> [Task instructions]: Once the line containing "-> Result<Entity, WorldError>" has been printed, stop; print every line before it exactly, starting at the top of the material below.

> [Provided data]:
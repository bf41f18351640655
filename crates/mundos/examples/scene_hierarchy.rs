//! Entity Hierarchies: a headless solar system.
//!
//! Planets hang off the sun and moons off their planet. An `Orbit` behaviour
//! spins each body around Y, and the world matrices carry the motion down
//! the tree. Halfway through, one planet is destroyed and its moon goes with
//! it.
//!
//! Run with: `cargo run -p mundos --example scene_hierarchy`

use std::time::Duration;

use mundos::prelude::*;
use mundos::render::CollectSink;

struct Orbit {
    speed: f32,
}

impl Behavior for Orbit {
    fn on_update(&mut self, ctx: &mut ScriptContext<'_>) {
        ctx.transform.rotation.y += self.speed * ctx.delta_secs();
    }
}

fn spawn_body(
    rt: &mut Runtime,
    name: &str,
    parent: Option<Entity>,
    distance: f32,
    orbit: &str,
) -> Result<Entity, WorldError> {
    let body = rt.world.create(ArchetypeSpec::Model, name, parent)?;
    rt.world.set(body, Position::new(distance, 0.0, 0.0))?;
    rt.scripts.attach(&mut rt.world, body, orbit)?;
    Ok(body)
}

fn main() -> Result<(), Box<dyn std::error::Error>> {
    env_logger::init();

    let mut registry = BehaviorRegistry::with_builtins();
    registry.register_with("orbit_slow", || Box::new(Orbit { speed: 0.4 }));
    registry.register_with("orbit_fast", || Box::new(Orbit { speed: 1.5 }));
    let mut rt = Runtime::with_registry(EngineConfig::default(), registry)?;

    let sun = spawn_body(&mut rt, "Sun", None, 0.0, "orbit_slow")?;
    let mut planets = Vec::new();
    for (i, distance) in [3.0, 5.0, 8.0].into_iter().enumerate() {
        let planet = spawn_body(&mut rt, &format!("Planet {i}"), Some(sun), distance, "orbit_fast")?;
        spawn_body(&mut rt, &format!("Moon {i}"), Some(planet), 1.0, "orbit_fast")?;
        planets.push(planet);
    }

    let camera = rt.world.create(ArchetypeSpec::Camera, "Camera", None)?;
    rt.world.set(camera, Position::new(0.0, 4.0, 15.0))?;
    rt.world.set_active_camera(Some(camera))?;

    println!("{}", rt.world.hierarchy().format_tree()?);

    let input = InputState::new();
    let mut sink = CollectSink::default();
    for frame in 0..60 {
        let report = rt.frame(&input, Duration::from_millis(16), &mut sink)?;
        if frame == 30 {
            let removed = rt.scripts.destroy_entity(&mut rt.world, planets[1])?;
            println!("destroyed {} entities", removed.len());
        }
        if frame % 20 == 0 {
            println!("frame {frame}: {} scripts, {} draws", report.scripts_run, report.draw_calls);
        }
    }

    for draw in &sink.draws {
        let name = rt.world.name_of(draw.entity)?;
        println!("{name:>10}: {:?}", draw.model.w_axis.truncate());
    }
    println!("{}", rt.world.hierarchy().format_tree()?);
    Ok(())
}
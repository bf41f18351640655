//! Convenience re-exports for the common case.

pub use crate::camera::Camera;
pub use crate::components::{EntityUuid, Mesh, Position, Rotation, Scale, Script};
pub use crate::config::EngineConfig;
pub use crate::ecs::{ArchetypeSpec, Component, ComponentKind, ComponentSet, Entity, World};
pub use crate::error::{SceneError, WorldError};
pub use crate::frame::{FrameReport, Runtime};
pub use crate::input::{InputState, Key, MouseButton};
pub use crate::math::{Mat4, Quat, Transform, Vec2, Vec3};
pub use crate::render::{CameraView, DrawCall, RenderSink};
pub use crate::scene::{load_scene, load_scene_from_file, save_scene, save_scene_to_file};
pub use crate::script::{Behavior, BehaviorRegistry, Commands, FlyCamera, ScriptContext, ScriptHost};
pub use crate::time::Time;
use serde::{Deserialize, Deserializer, Serialize};
use serde_json::{Map, Value};
use std::collections::{HashMap, HashSet};
use std::fmt;
use std::str::FromStr;

use crate::error::ExplorerError;

/// Attributes tried, in order, when resolving a node's display label.
const LABEL_PRIORITY: [&str; 4] = ["title", "name", "text", "canonical_name"];

/// Composite node identity. Ids are only unique within a type.
#[derive(Debug, Clone, PartialEq, Eq, Hash, PartialOrd, Ord, Serialize, Deserialize)]
pub struct NodeKey {
    #[serde(rename = "type")]
    pub node_type: String,
    #[serde(deserialize_with = "deserialize_id")]
    pub id: String,
}

impl NodeKey {
    pub fn new(node_type: impl Into<String>, id: impl Into<String>) -> Self {
        Self {
            node_type: node_type.into(),
            id: id.into(),
        }
    }
}

impl fmt::Display for NodeKey {
    fn fmt(&self, f: &mut fmt::Formatter<'_>) -> fmt::Result {
        write!(f, "{}:{}", self.node_type, self.id)
    }
}

impl FromStr for NodeKey {
    type Err = ExplorerError;

    fn from_str(s: &str) -> Result<Self, Self::Err> {
        match s.split_once(':') {
            Some((node_type, id)) if !node_type.trim().is_empty() && !id.trim().is_empty() => {
                Ok(NodeKey::new(node_type.trim(), id.trim()))
            }
            _ => Err(ExplorerError::InvalidNodeKey(s.to_string())),
        }
    }
}

/// Ids arrive as strings or numbers depending on the backing table.
fn deserialize_id<'de, D>(deserializer: D) -> Result<String, D::Error>
where
    D: Deserializer<'de>,
{
    match Value::deserialize(deserializer)? {
        Value::String(s) => Ok(s),
        Value::Number(n) => Ok(n.to_string()),
        Value::Bool(b) => Ok(b.to_string()),
        other => Err(serde::de::Error::custom(format!(
            "node id must be a string or number, got {}",
            other
        ))),
    }
}

/// A typed graph entity with arbitrary scalar/array attributes.
#[derive(Debug, Clone, PartialEq, Serialize, Deserialize)]
pub struct Node {
    #[serde(rename = "type")]
    pub node_type: String,
    #[serde(deserialize_with = "deserialize_id")]
    pub id: String,
    #[serde(flatten)]
    pub attrs: Map<String, Value>,
}

impl Node {
    pub fn new(node_type: impl Into<String>, id: impl Into<String>) -> Self {
        Self {
            node_type: node_type.into(),
            id: id.into(),
            attrs: Map::new(),
        }
    }

    /// Builder-style attribute setter
    #[cfg(test)]
    pub fn with_attr(mut self, name: &str, value: impl Into<Value>) -> Self {
        self.attrs.insert(name.to_string(), value.into());
        self
    }

    pub fn key(&self) -> NodeKey {
        NodeKey::new(self.node_type.clone(), self.id.clone())
    }

    /// Display label: title, name, text, canonical name, then the raw id.
    pub fn label(&self) -> String {
        LABEL_PRIORITY
            .iter()
            .filter_map(|attr| self.attrs.get(*attr))
            .filter_map(|value| match value {
                Value::String(s) if !s.trim().is_empty() => Some(s.trim().to_string()),
                _ => None,
            })
            .next()
            .unwrap_or_else(|| self.id.clone())
    }

    /// Topic the node was collected under, if the provider tagged one.
    pub fn topic_scope(&self) -> Option<String> {
        self.attrs
            .get("topic_scope")
            .and_then(Value::as_str)
            .filter(|s| !s.is_empty())
            .map(String::from)
    }
}

/// A typed, optionally labeled relation between two nodes.
#[derive(Debug, Clone, PartialEq, Eq, Hash, Serialize, Deserialize)]
pub struct Edge {
    pub from: NodeKey,
    pub to: NodeKey,
    #[serde(rename = "type", default)]
    pub edge_type: String,
    #[serde(default, skip_serializing_if = "Option::is_none")]
    pub predicate: Option<String>,
}

impl Edge {
    pub fn new(from: NodeKey, to: NodeKey, edge_type: impl Into<String>) -> Self {
        Self {
            from,
            to,
            edge_type: edge_type.into(),
            predicate: None,
        }
    }

    #[cfg(test)]
    pub fn with_predicate(mut self, predicate: impl Into<String>) -> Self {
        self.predicate = Some(predicate.into());
        self
    }

    pub fn relation(&self) -> &str {
        if self.edge_type.is_empty() {
            "related"
        } else {
            &self.edge_type
        }
    }

    /// Predicate when present, otherwise the relation type.
    pub fn label(&self) -> &str {
        self.predicate
            .as_deref()
            .filter(|p| !p.is_empty())
            .unwrap_or_else(|| self.relation())
    }
}

/// Raw payload handed over by a graph source.
#[derive(Debug, Clone, Default, Serialize, Deserialize)]
pub struct GraphData {
    #[serde(default)]
    pub nodes: Vec<Node>,
    #[serde(default)]
    pub edges: Vec<Edge>,
}

/// The merged dataset of one view session.
///
/// Node keys are unique (last write wins); duplicate edges collapse.
/// Every mutation bumps `revision`, which downstream caches key on.
#[derive(Debug, Default)]
pub struct GraphStore {
    nodes: Vec<Node>,
    node_index: HashMap<NodeKey, usize>,
    edges: Vec<Edge>,
    edge_set: HashSet<Edge>,
    revision: u64,
}

impl GraphStore {
    pub fn new() -> Self {
        Self::default()
    }

    #[cfg(test)]
    pub fn from_data(data: GraphData) -> Self {
        let mut store = Self::new();
        store.merge(data);
        store
    }

    /// Install a fresh fetch result, dropping previous nodes and edges.
    pub fn replace(&mut self, data: GraphData) {
        self.nodes.clear();
        self.node_index.clear();
        self.edges.clear();
        self.edge_set.clear();
        self.merge(data);
    }

    /// Append a fetch result to the current dataset.
    pub fn merge(&mut self, data: GraphData) {
        for node in data.nodes {
            let key = node.key();
            match self.node_index.get(&key) {
                Some(&idx) => self.nodes[idx] = node,
                None => {
                    self.node_index.insert(key, self.nodes.len());
                    self.nodes.push(node);
                }
            }
        }

        for edge in data.edges {
            if self.edge_set.insert(edge.clone()) {
                self.edges.push(edge);
            }
        }

        self.revision += 1;
    }

    pub fn nodes(&self) -> &[Node] {
        &self.nodes
    }

    pub fn edges(&self) -> &[Edge] {
        &self.edges
    }

    pub fn get(&self, key: &NodeKey) -> Option<&Node> {
        self.node_index.get(key).map(|&idx| &self.nodes[idx])
    }

    pub fn revision(&self) -> u64 {
        self.revision
    }

    pub fn node_count(&self) -> usize {
        self.nodes.len()
    }

    pub fn edge_count(&self) -> usize {
        self.edges.len()
    }
}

> [Task output]:
repository bf41f18351640655
filename crates/mundos/examples/scene_hierarchy.rs
//! Entity Hierarchies: a headless solar system.
//!
//! Planets hang off the sun and moons off their planet. An `Orbit` behaviour
//! spins each body around Y, and the world matrices carry the motion down
//! the tree. Halfway through, one planet is destroyed and its moon goes with
//! it.
//!
//! Run with: `cargo run -p mundos --example scene_hierarchy`

use std::time::Duration;

use mundos::prelude::*;
use mundos::render::CollectSink;

struct Orbit {
    speed: f32,
}

impl Behavior for Orbit {
    fn on_update(&mut self, ctx: &mut ScriptContext<'_>) {
        ctx.transform.rotation.y += self.speed * ctx.delta_secs();
    }
}

fn spawn_body(
    rt: &mut Runtime,
    name: &str,
    parent: Option<Entity>,
    distance: f32,
    orbit: &str,
) -> Result<Entity, WorldError> {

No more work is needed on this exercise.